Scientific classification
- Kingdom: Plantae
- Clade: Tracheophytes
- Clade: Angiosperms
- Clade: Eudicots
- Clade: Rosids
- Order: Fabales
- Family: Fabaceae
- Subfamily: Caesalpinioideae
- Genus: Senna
- Species: S. curvistyla
- Binomial name: Senna curvistyla (J.M.Black) Randell
- Synonyms: Cassia curvistyla J.M.Black; Cassia curvistylis J.W.Green orth. var.; Cassia oligoclada auct. non F.Muell.: Symon, D.E. (December 1966);

= Senna curvistyla =

- Authority: (J.M.Black) Randell
- Synonyms: Cassia curvistyla J.M.Black, Cassia curvistylis J.W.Green orth. var., Cassia oligoclada auct. non F.Muell.: Symon, D.E. (December 1966)

Species of legume

Senna curvistyla is a species of flowering plant in the family Fabaceae and is endemic to north-western Australia. It is an undershrub with pinnate leaves with two or three pairs of narrowly elliptic to elliptic leaflets, the flowers yellow and arranged in groups of two or three, with ten fertile stamens in each flower.

==Description==
Senna curvistyla is a spreading undershrub that typically grows to a height of 30 cm and is softly-hairy apart from the petals and stamens. The leaves are pinnate, 20–30 mm long on a petiole 4–6 mm long with two or three pairs of narrowly elliptic to elliptic leaflets 5–15 mm long, 3–5 mm wide and spaced 4–10 mm apart.

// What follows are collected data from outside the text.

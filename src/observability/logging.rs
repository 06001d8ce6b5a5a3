//! Structured logging through `tracing`
//!
//! ## Environment Variables
//!
//! - `LOG_LEVEL`: ERROR, WARN, INFO, DEBUG or TRACE, defaults to INFO
//! - `LOG_FORMAT`: json, pretty or compact, defaults to json
//! - `LOG_SPANS`: include span open/close events (true/false)
//! - `RUST_LOG`: replaces the computed filter entirely
//!
//! ```bash
//! LOG_FORMAT=pretty LOG_LEVEL=DEBUG ./analysis-consumer run
//! ```

use std::env;
use tracing::Level;
use tracing_subscriber::fmt::format::FmtSpan;
use tracing_subscriber::{fmt, prelude::*, EnvFilter};

/// Dependency targets capped at WARN unless `RUST_LOG` says otherwise
pub const NOISY_TARGETS: &[&str] = &["lapin", "amq_protocol", "hyper", "reqwest", "warp", "tokio"];

#[derive(Debug, Clone, Copy, PartialEq, Eq)]
pub enum LogFormat {
    /// Machine-readable, one JSON object per line
    Json,
    Pretty,
    Compact,
}

impl LogFormat {
    /// Unknown values fall back to JSON
    pub fn parse(s: &str) -> Self {
        match s.to_lowercase().as_str() {
            "pretty" => LogFormat::Pretty,
            "compact" => LogFormat::Compact,
            _ => LogFormat::Json,
        }
    }
}

/// Unknown values fall back to INFO
pub fn parse_level(s: &str) -> Level {
    match s.to_uppercase().as_str() {
        "ERROR" => Level::ERROR,
        "WARN" => Level::WARN,
        "DEBUG" => Level::DEBUG,
        "TRACE" => Level::TRACE,
        _ => Level::INFO,
    }
}

#[derive(Debug, Clone, Copy, PartialEq, Eq)]
pub struct LogSettings {
    pub level: Level,
    pub format: LogFormat,
    pub include_spans: bool,
}

impl Default for LogSettings {
    fn default() -> Self {
        Self {
            level: Level::INFO,
            format: LogFormat::Json,
            include_spans: false,
        }
    }
}

impl LogSettings {
    pub fn from_env() -> Self {
        Self {
            level: parse_level(&env::var("LOG_LEVEL").unwrap_or_default()),
            format: LogFormat::parse(&env::var("LOG_FORMAT").unwrap_or_default()),
            include_spans: env::var("LOG_SPANS")
                .map(|v| v.eq_ignore_ascii_case("true"))
                .unwrap_or(false),
        }
    }

    /// `-v` raises the level to at least DEBUG, `-vv` to TRACE
    pub fn with_verbosity(mut self, verbose: u8) -> Self {
        let floor = match verbose {
            0 => return self,
            1 => Level::DEBUG,
            _ => Level::TRACE,
        };
        // tracing orders levels by verbosity: TRACE > DEBUG > INFO
        if floor > self.level {
            self.level = floor;
        }
        self
    }
}

/// Filter for `level` with noisy dependencies capped, unless `rust_log` overrides
pub fn build_filter(level: Level, rust_log: Option<&str>) -> EnvFilter {
    if let Some(directives) = rust_log.filter(|d| !d.trim().is_empty()) {
        return EnvFilter::new(directives);
    }

    NOISY_TARGETS
        .iter()
        .filter_map(|target| format!("{target}=warn").parse().ok())
        .fold(EnvFilter::new(level.to_string()), |filter, directive| {
            filter.add_directive(directive)
        })
}

/// Install the global subscriber; later calls are ignored
pub fn init_logging(settings: LogSettings) {
    let rust_log = env::var("RUST_LOG").ok();
    let filter = build_filter(settings.level, rust_log.as_deref());
    let span_events = if settings.include_spans {
        FmtSpan::NEW | FmtSpan::CLOSE
    } else {
        FmtSpan::NONE
    };

    let subscriber = tracing_subscriber::registry().with(filter);
    let installed = match settings.format {
        LogFormat::Json => subscriber
            .with(fmt::layer().json().with_span_events(span_events))
            .try_init(),
        LogFormat::Pretty => subscriber
            .with(fmt::layer().pretty().with_ansi(true).with_span_events(span_events))
            .try_init(),
        LogFormat::Compact => subscriber
            .with(
                fmt::layer()
                    .compact()
                    .with_ansi(true)
                    .with_target(false)
                    .with_span_events(span_events),
            )
            .try_init(),
    };

    if installed.is_err() {
        tracing::debug!("Global subscriber already installed, keeping it");
    }
}

/// Initialize logging from `LOG_LEVEL`, `LOG_FORMAT` and `LOG_SPANS`
pub fn init_default_logging() {
    init_logging(LogSettings::from_env());
}

#[cfg(test)]
mod tests {
    use super::*;

    #[test]
    fn test_log_format_parse() {
        assert_eq!(LogFormat::parse("json"), LogFormat::Json);
        assert_eq!(LogFormat::parse("PRETTY"), LogFormat::Pretty);
        assert_eq!(LogFormat::parse("Compact"), LogFormat::Compact);
    }

    #[test]
    fn test_log_format_unknown_defaults_to_json() {
        for input in ["", "xml", "yaml", "invalid"] {
            assert_eq!(LogFormat::parse(input), LogFormat::Json, "input: {input}");
        }
    }

    #[test]
    fn test_parse_level() {
        let cases = [
            ("ERROR", Level::ERROR),
            ("warn", Level::WARN),
            ("Info", Level::INFO),
            ("debug", Level::DEBUG),
            ("TRACE", Level::TRACE),
            ("loud", Level::INFO),
            ("", Level::INFO),
        ];
        for (input, expected) in cases {
            assert_eq!(parse_level(input), expected, "input: {input}");
        }
    }

    #[test]
    fn test_verbosity_raises_level() {
        let base = LogSettings::default();
        assert_eq!(base.with_verbosity(0).level, Level::INFO);
        assert_eq!(base.with_verbosity(1).level, Level::DEBUG);
        assert_eq!(base.with_verbosity(2).level, Level::TRACE);
        assert_eq!(base.with_verbosity(7).level, Level::TRACE);
    }

    #[test]
    fn test_verbosity_never_lowers_level() {
        let trace = LogSettings {
            level: Level::TRACE,
            ..Default::default()
        };
        assert_eq!(trace.with_verbosity(1).level, Level::TRACE);
    }

    #[test]
    fn test_filter_caps_noisy_targets() {
        let rendered = build_filter(Level::DEBUG, None).to_string();
        assert!(rendered.contains("debug"));
        for target in NOISY_TARGETS {
            assert!(rendered.contains(&format!("{target}=warn")), "{target} missing");
        }
    }

    #[test]
    fn test_rust_log_overrides_filter() {
        let rendered = build_filter(Level::INFO, Some("lapin=trace")).to_string();
        assert_eq!(rendered, "lapin=trace");

        let blank = build_filter(Level::INFO, Some("  ")).to_string();
        assert!(blank.contains("lapin=warn"));
    }
}
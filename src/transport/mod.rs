//! Broker transport abstraction
//!
//! The consumer talks to the broker through three traits so that the
//! lifecycle logic can be exercised against the in-crate mocks:
//!
//! - [`BrokerConnector`] performs one connection attempt
//! - [`BrokerSession`] is a live connection with exactly one channel
//! - [`BrokerDelivery`] is an unacknowledged message
//!
//! The AMQP implementation lives in [`amqp`].

use async_trait::async_trait;
use futures::stream::BoxStream;
use std::sync::atomic::{AtomicBool, Ordering};
use std::sync::Arc;
use thiserror::Error;
use tokio::sync::mpsc;

pub mod amqp;

pub use amqp::{AmqpConnector, ConnectionOptions};

/// Terminal outcome for a delivery
#[derive(Debug, Clone, Copy, PartialEq, Eq)]
pub enum Disposition {
    /// Processing finished, remove from the queue
    Ack,
    /// Negative acknowledgment with requeue, the broker redelivers
    Requeue,
    /// Reject without requeue, discarded or dead-lettered by broker policy
    Reject,
}

/// Unsolicited connection events reported by the observers
#[derive(Debug, Clone, PartialEq)]
pub enum ConnectionEvent {
    Closed(String),
    Failed(String),
}

/// Close and error observers registered on a connection
///
/// Cloned into the transport's callbacks; the receiving half is held by the
/// reconnection engine. After [`ConnectionObserver::detach`] every
/// notification is dropped, which is how a deliberate close avoids
/// triggering a reconnect.
#[derive(Debug, Clone)]
pub struct ConnectionObserver {
    tx: mpsc::UnboundedSender<ConnectionEvent>,
    attached: Arc<AtomicBool>,
}

impl ConnectionObserver {
    pub fn channel() -> (Self, mpsc::UnboundedReceiver<ConnectionEvent>) {
        let (tx, rx) = mpsc::unbounded_channel();
        (
            Self {
                tx,
                attached: Arc::new(AtomicBool::new(true)),
            },
            rx,
        )
    }

    pub fn on_close(&self, reason: impl Into<String>) {
        self.notify(ConnectionEvent::Closed(reason.into()));
    }

    pub fn on_error(&self, message: impl Into<String>) {
        self.notify(ConnectionEvent::Failed(message.into()));
    }

    /// Remove all observers from the connection
    pub fn detach(&self) {
        self.attached.store(false, Ordering::SeqCst);
    }

    pub fn is_attached(&self) -> bool {
        self.attached.load(Ordering::SeqCst)
    }

    fn notify(&self, event: ConnectionEvent) {
        if self.is_attached() {
            // Receiver gone means nobody is waiting for a reconnect anymore
            let _ = self.tx.send(event);
        }
    }
}

#[derive(Debug, Error, Clone, PartialEq)]
pub enum BrokerError {
    #[error("Invalid connection options: {0}")]
    InvalidOptions(String),
    #[error("Connection failed: {0}")]
    ConnectionFailed(String),
    #[error("Channel operation failed: {0}")]
    ChannelFailed(String),
    #[error("Publishing failed: {0}")]
    PublishFailed(String),
    #[error("Acknowledgment failed: {0}")]
    SettleFailed(String),
    #[error("Close failed: {0}")]
    CloseFailed(String),
}

pub type DeliveryStream<D> = BoxStream<'static, Result<D, BrokerError>>;

/// Single connection attempt against the broker
#[async_trait]
pub trait BrokerConnector: Send + Sync + 'static {
    type Session: BrokerSession;

    /// Open a connection and one channel, wiring `observer` to the
    /// connection's close and error notifications
    async fn connect(
        &self,
        options: &ConnectionOptions,
        observer: ConnectionObserver,
    ) -> Result<Self::Session, BrokerError>;
}

/// Live connection and its channel
#[async_trait]
pub trait BrokerSession: Send + Sync + 'static {
    type Delivery: BrokerDelivery;

    async fn declare_durable_queue(&self, queue: &str) -> Result<(), BrokerError>;

    async fn set_prefetch(&self, count: u16) -> Result<(), BrokerError>;

    /// Subscribe with manual acknowledgment
    async fn consume(
        &self,
        queue: &str,
        consumer_tag: &str,
    ) -> Result<DeliveryStream<Self::Delivery>, BrokerError>;

    /// Publish to `queue` through the default exchange with persistent delivery
    async fn publish_persistent(&self, queue: &str, payload: &[u8]) -> Result<(), BrokerError>;

    async fn close(&self) -> Result<(), BrokerError>;
}

#[async_trait]
pub trait BrokerDelivery: Send + Sync + 'static {
    fn payload(&self) -> &[u8];

    /// Whether the broker has delivered this message before
    fn redelivered(&self) -> bool;

    async fn settle(&self, disposition: Disposition) -> Result<(), BrokerError>;
}
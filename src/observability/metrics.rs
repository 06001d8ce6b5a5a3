//! Thread-safe metrics collection
//!
//! Atomic counters for message dispositions and broker connectivity, plus a
//! bounded window of scan durations. One collector is created per consumer
//! and shared through an `Arc`.

use crate::transport::Disposition;
use serde::Serialize;
use std::sync::atomic::{AtomicBool, AtomicU64, Ordering};
use std::sync::Mutex;
use std::time::{Duration, SystemTime, UNIX_EPOCH};

/// Number of scan durations kept for percentile calculation
const PROCESSING_WINDOW: usize = 1000;

#[derive(Debug)]
pub struct MetricsCollector {
    // Message dispositions
    messages_received: AtomicU64,
    messages_acked: AtomicU64,
    messages_rejected: AtomicU64,
    messages_requeued: AtomicU64,
    requeued_during_shutdown: AtomicU64,
    settle_failures: AtomicU64,
    results_published: AtomicU64,
    publish_failures: AtomicU64,
    in_flight: AtomicU64,
    max_in_flight: AtomicU64,

    // Broker connectivity
    connected: AtomicBool,
    connection_attempts: AtomicU64,
    connections_established: AtomicU64,
    connection_failures: AtomicU64,
    connection_losses: AtomicU64,
    connected_since: AtomicU64,

    processing_times: Mutex<Vec<u64>>, // milliseconds
    started_at: AtomicU64,
}

impl MetricsCollector {
    pub fn new() -> Self {
        Self {
            messages_received: AtomicU64::new(0),
            messages_acked: AtomicU64::new(0),
            messages_rejected: AtomicU64::new(0),
            messages_requeued: AtomicU64::new(0),
            requeued_during_shutdown: AtomicU64::new(0),
            settle_failures: AtomicU64::new(0),
            results_published: AtomicU64::new(0),
            publish_failures: AtomicU64::new(0),
            in_flight: AtomicU64::new(0),
            max_in_flight: AtomicU64::new(0),
            connected: AtomicBool::new(false),
            connection_attempts: AtomicU64::new(0),
            connections_established: AtomicU64::new(0),
            connection_failures: AtomicU64::new(0),
            connection_losses: AtomicU64::new(0),
            connected_since: AtomicU64::new(0),
            processing_times: Mutex::new(Vec::new()),
            started_at: AtomicU64::new(current_timestamp()),
        }
    }

    pub fn message_received(&self) {
        self.messages_received.fetch_add(1, Ordering::Relaxed);
    }

    pub fn processing_started(&self) {
        let current = self.in_flight.fetch_add(1, Ordering::Relaxed) + 1;
        self.max_in_flight.fetch_max(current, Ordering::Relaxed);
    }

    pub fn processing_finished(&self, duration: Duration) {
        // Saturating so a stray call can never wrap the gauge
        let _ = self
            .in_flight
            .fetch_update(Ordering::Relaxed, Ordering::Relaxed, |n| Some(n.saturating_sub(1)));
        self.record_processing_time(duration);
    }

    pub fn message_settled(&self, disposition: Disposition) {
        let counter = match disposition {
            Disposition::Ack => &self.messages_acked,
            Disposition::Requeue => &self.messages_requeued,
            Disposition::Reject => &self.messages_rejected,
        };
        counter.fetch_add(1, Ordering::Relaxed);
    }

    pub fn requeued_during_shutdown(&self) {
        self.requeued_during_shutdown.fetch_add(1, Ordering::Relaxed);
        self.messages_requeued.fetch_add(1, Ordering::Relaxed);
    }

    pub fn settle_failed(&self) {
        self.settle_failures.fetch_add(1, Ordering::Relaxed);
    }

    pub fn result_published(&self) {
        self.results_published.fetch_add(1, Ordering::Relaxed);
    }

    pub fn publish_failed(&self) {
        self.publish_failures.fetch_add(1, Ordering::Relaxed);
    }

    pub fn connection_attempt(&self) {
        self.connection_attempts.fetch_add(1, Ordering::Relaxed);
    }

    pub fn connection_established(&self) {
        self.connections_established.fetch_add(1, Ordering::Relaxed);
        self.connected.store(true, Ordering::Relaxed);
        self.connected_since.store(current_timestamp(), Ordering::Relaxed);
    }

    pub fn connection_failed(&self) {
        self.connection_failures.fetch_add(1, Ordering::Relaxed);
        self.mark_disconnected();
    }

    pub fn connection_lost(&self) {
        self.connection_losses.fetch_add(1, Ordering::Relaxed);
        self.mark_disconnected();
    }

    pub fn connection_closed(&self) {
        self.mark_disconnected();
    }

    fn mark_disconnected(&self) {
        self.connected.store(false, Ordering::Relaxed);
        self.connected_since.store(0, Ordering::Relaxed);
    }

    fn record_processing_time(&self, duration: Duration) {
        if let Ok(mut times) = self.processing_times.lock() {
            times.push(duration.as_millis() as u64);
            if times.len() > PROCESSING_WINDOW {
                times.remove(0);
            }
        }
    }

    /// Average, p50, p95 and p99 over the retained window
    fn processing_statistics(&self) -> (f64, f64, f64, f64) {
        let Ok(times) = self.processing_times.lock() else {
            return (0.0, 0.0, 0.0, 0.0);
        };
        if times.is_empty() {
            return (0.0, 0.0, 0.0, 0.0);
        }

        let mut sorted = times.clone();
        sorted.sort_unstable();
        let avg = sorted.iter().sum::<u64>() as f64 / sorted.len() as f64;
        (
            avg,
            percentile(&sorted, 50.0),
            percentile(&sorted, 95.0),
            percentile(&sorted, 99.0),
        )
    }

    pub fn snapshot(&self) -> MetricsSnapshot {
        let now = current_timestamp();
        let (avg, p50, p95, p99) = self.processing_statistics();
        let connected = self.connected.load(Ordering::Relaxed);
        let since = self.connected_since.load(Ordering::Relaxed);

        MetricsSnapshot {
            messages: MessageMetrics {
                received: self.messages_received.load(Ordering::Relaxed),
                acked: self.messages_acked.load(Ordering::Relaxed),
                rejected: self.messages_rejected.load(Ordering::Relaxed),
                requeued: self.messages_requeued.load(Ordering::Relaxed),
                requeued_during_shutdown: self.requeued_during_shutdown.load(Ordering::Relaxed),
                settle_failures: self.settle_failures.load(Ordering::Relaxed),
                results_published: self.results_published.load(Ordering::Relaxed),
                publish_failures: self.publish_failures.load(Ordering::Relaxed),
                in_flight: self.in_flight.load(Ordering::Relaxed),
                max_in_flight: self.max_in_flight.load(Ordering::Relaxed),
                avg_processing_time_ms: avg,
                processing_time_p50_ms: p50,
                processing_time_p95_ms: p95,
                processing_time_p99_ms: p99,
            },
            connection: ConnectionMetrics {
                connected,
                attempts: self.connection_attempts.load(Ordering::Relaxed),
                established: self.connections_established.load(Ordering::Relaxed),
                failures: self.connection_failures.load(Ordering::Relaxed),
                losses: self.connection_losses.load(Ordering::Relaxed),
                connection_duration_seconds: if connected && since > 0 {
                    now.saturating_sub(since)
                } else {
                    0
                },
            },
            uptime_seconds: now.saturating_sub(self.started_at.load(Ordering::Relaxed)),
            timestamp: now,
        }
    }
}

impl Default for MetricsCollector {
    fn default() -> Self {
        Self::new()
    }
}

#[derive(Debug, Clone, Serialize)]
pub struct MetricsSnapshot {
    pub messages: MessageMetrics,
    pub connection: ConnectionMetrics,
    pub uptime_seconds: u64,
    pub timestamp: u64,
}

#[derive(Debug, Clone, Serialize)]
pub struct MessageMetrics {
    pub received: u64,
    pub acked: u64,
    pub rejected: u64,
    pub requeued: u64,
    pub requeued_during_shutdown: u64,
    pub settle_failures: u64,
    pub results_published: u64,
    pub publish_failures: u64,
    pub in_flight: u64,
    pub max_in_flight: u64,
    pub avg_processing_time_ms: f64,
    pub processing_time_p50_ms: f64,
    pub processing_time_p95_ms: f64,
    pub processing_time_p99_ms: f64,
}

#[derive(Debug, Clone, Serialize)]
pub struct ConnectionMetrics {
    pub connected: bool,
    pub attempts: u64,
    pub established: u64,
    pub failures: u64,
    pub losses: u64,
    pub connection_duration_seconds: u64,
}

fn current_timestamp() -> u64 {
    SystemTime::now()
        .duration_since(UNIX_EPOCH)
        .unwrap_or_default()
        .as_secs()
}

fn percentile(sorted_data: &[u64], percentile: f64) -> f64 {
    if sorted_data.is_empty() {
        return 0.0;
    }

    let index = (percentile / 100.0) * (sorted_data.len() - 1) as f64;
    let lower = sorted_data[index.floor() as usize] as f64;
    let upper = sorted_data[index.ceil() as usize] as f64;
    lower + (upper - lower) * index.fract()
}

The flowers are yellow and arranged in leaf axils in groups of two or three on a peduncle 10–20 mm long, each flower on a pedicel about 2 mm long. The petals are about 4 mm long and there are ten fertile stamens, the anthers 4–5 mm long. Flowering occurs from January to August, and the fruit is a flat pod 20–25 mm long, about 10 mm wide and straight.

==Taxonomy==
This species was first formally described in 1938 by John McConnell Black who gave it the name Cassia curvistyla in the Transactions of the Royal Society of South Australia from specimens collected near Yundamindera by John Burton Cleland in 1936. In 1989, Barbara Rae Randell reclassified the species as Senna curvistyla in the Journal of the Adelaide Botanic Garden. The specific epithet (curvistyla) means "curved style".

==Distribution and habitat==
Senna curvistyla grows in deep, red desert sand in inland northern Western Australia and the Northern Territory.